Moreover, pairing goals with stimuli through use of the cards, thus giving the children a chance to be reminded about their goals prior to eating, had no influence on the proportion of the OFSP meal eaten. Consequently, H8 was not supported. In addition, there was no support for the prediction that pairing the cards with the goals prior to eating the lunch contributed to less positive experiences. The OFSP meal appeared as part of a structured eating occasion and the result suggest presence of a conflict between giving in to some conventions for the lunches, on the one hand, and acting in support of the individual goals, on the other. In this case, the reminders were not effective enough to support implementation of intentions. Alternatively, the result could be interpreted as reactance, suggesting that the cards were not effective because children felt behaviourally impaired and wanted to regain their autonomy.
4. Conclusions and implications
Although the causes of child malnutrition are complex, interrelated and multidimensional (UNICEF, 1990), inadequate dietary intake (energy, protein, fat and micronutrients) and unhealthy eating behaviours due to inadequate household access to food, limited income and inadequate care of children are the most frequently cited contributing risk factors to child malnutrition (e.g. Linnemayr, Alderman, & Abdoulaye, 2008). From the plethora of possible solutions, schools have been identified as a key place to direct children's eating and health behaviours (Mullen & Shield, 2004).
Drawing on previous work on how thinking about goals undermines goal pursuit, this longitudinal study investigated whether specific goal setting promoted dietary behaviour change in relation to vitamin A deficiency among elementary schoolchildren in Nigeria. The results of this study have implications for future development of policy and practice on how school meals programmes can be designed to better align personal motivation with respect to dietary health.
First, a novel finding in this study is that goal priming or self-generation of goals had no significant difference in the proportion of the OFSP meal eaten depending on whether goals were primed or self-generated. Hence, personal control over choice of motivational factors did not undermine the behavioural effects, or influence the observed results, as could have been expected because the self-generation of goals requires mental effort. In fact, the results suggest that priming on experiential goals should be preferred over self-generated goals because this is concordant with the idea that the default state of mind is on intrinsic experiences.

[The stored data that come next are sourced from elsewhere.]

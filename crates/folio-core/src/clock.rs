//! Millisecond timers for the cooperative event loop.
//!
//! Nothing here reads a real clock. Callers pass the current time in
//! milliseconds since startup, which lets tests drive every animation with
//! virtual time.

/// A single pending deadline. Scheduling replaces whatever was pending.
#[derive(Debug, Clone, Copy, Default, PartialEq, Eq)]
pub struct Timer {
    deadline: Option<u64>,
}

impl Timer {
    /// A timer with nothing scheduled.
    pub const fn idle() -> Self {
        Self { deadline: None }
    }

    /// Arm the timer to fire `delay_ms` after `from_ms`.
    pub fn schedule(&mut self, from_ms: u64, delay_ms: u64) {
        self.deadline = Some(from_ms.saturating_add(delay_ms));
    }

    /// Drop the pending deadline, if any.
    pub fn cancel(&mut self) {
        self.deadline = None;
    }

    pub fn is_pending(&self) -> bool {
        self.deadline.is_some()
    }

    pub fn deadline(&self) -> Option<u64> {
        self.deadline
    }

    /// Consume the deadline if it has passed and return it.
    ///
    /// The timer is idle afterwards. Re-arming from the returned deadline
    /// rather than from `now` keeps catch-up after a stall identical to
    /// running on time.
    pub fn fire(&mut self, now_ms: u64) -> Option<u64> {
        match self.deadline {
            Some(deadline) if deadline <= now_ms => {
                self.deadline = None;
                Some(deadline)
            }
            _ => None,
        }
    }
}

/// A repeating fixed-rate frame clock.
///
/// Stands in for the display refresh callback: the owner asks how many frames
/// are due and advances its animation that many times.
#[derive(Debug, Clone, Copy, PartialEq, Eq)]
pub struct FrameClock {
    interval_ms: u64,
    next_frame: Option<u64>,
}

impl FrameClock {
    /// Upper bound on frames reported by a single [`FrameClock::due_frames`] call.
    pub const MAX_CATCH_UP: u32 = 4;

    /// Create a stopped clock ticking at `fps` frames per second.
    pub fn new(fps: u32) -> Self {
        let interval_ms = (1000 / u64::from(fps.max(1))).max(1);
        Self {
            interval_ms,
            next_frame: None,
        }
    }

    /// Start ticking. The first frame is due immediately.
    pub fn start(&mut self, now_ms: u64) {
        self.next_frame = Some(now_ms);
    }

    /// Stop ticking. No frames are due until the clock is started again.
    pub fn stop(&mut self) {
        self.next_frame = None;
    }

    /// Milliseconds until the next frame, zero if one is due.
    pub fn until_next(&self, now_ms: u64) -> Option<u64> {
        self.next_frame.map(|next| next.saturating_sub(now_ms))
    }

    /// Number of frames due at `now_ms`, capped at [`Self::MAX_CATCH_UP`].
    ///
    /// Frames skipped past the cap are dropped, not queued.
    pub fn due_frames(&mut self, now_ms: u64) -> u32 {
        let Some(next) = self.next_frame else {
            return 0;
        };
        if now_ms < next {
            return 0;
        }
        let behind = (now_ms - next) / self.interval_ms + 1;
        self.next_frame = Some(next + behind * self.interval_ms);
        behind.min(u64::from(Self::MAX_CATCH_UP)) as u32
    }
}
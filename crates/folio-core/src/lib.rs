//! Core types shared by the folio crates.
//!
//! Holds the theme and its palettes, the millisecond timers that drive every
//! animation, the per-frame element tree used for pointer hit testing, and the
//! page's section ids.

mod clock;
mod hit;
mod section;
mod theme;

pub use clock::{FrameClock, Timer};
pub use hit::{ElementId, ElementKind, HitMap};
pub use section::Section;
pub use theme::{Palette, Theme};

Developing material to be used in school meals programmes to increase awareness and to induce behavioural change can be costly and comes with the problem that the information has to be processed at the level of each recipient for personal relevance. Nutrition information and school feeding programmes focusing on behavioural change typically include incentives in the form of associated explicit rewards for certain achievements. The educational and information material can therefore include explicit rewards, or invite beneficiaries to become involved in generating e.g. outcome expectancies from participation in the programme to which rewards are associated. Personal goals serve as a motivational force that enables identification and selection of appropriate means to the end desires. However, a key characteristic of a goal is that it is self-generated. It is therefore possible that programme rewards may be internalised as instrumental goals. Consequently, it can be argued that use of self-generated goals could be an interesting direction for increasing personal relevance and motivation for behavioural change in school meals programmes. A challenge would then be that children, in particular, would face difficulties setting more prospective, and therefore more motivational, intrinsic goals.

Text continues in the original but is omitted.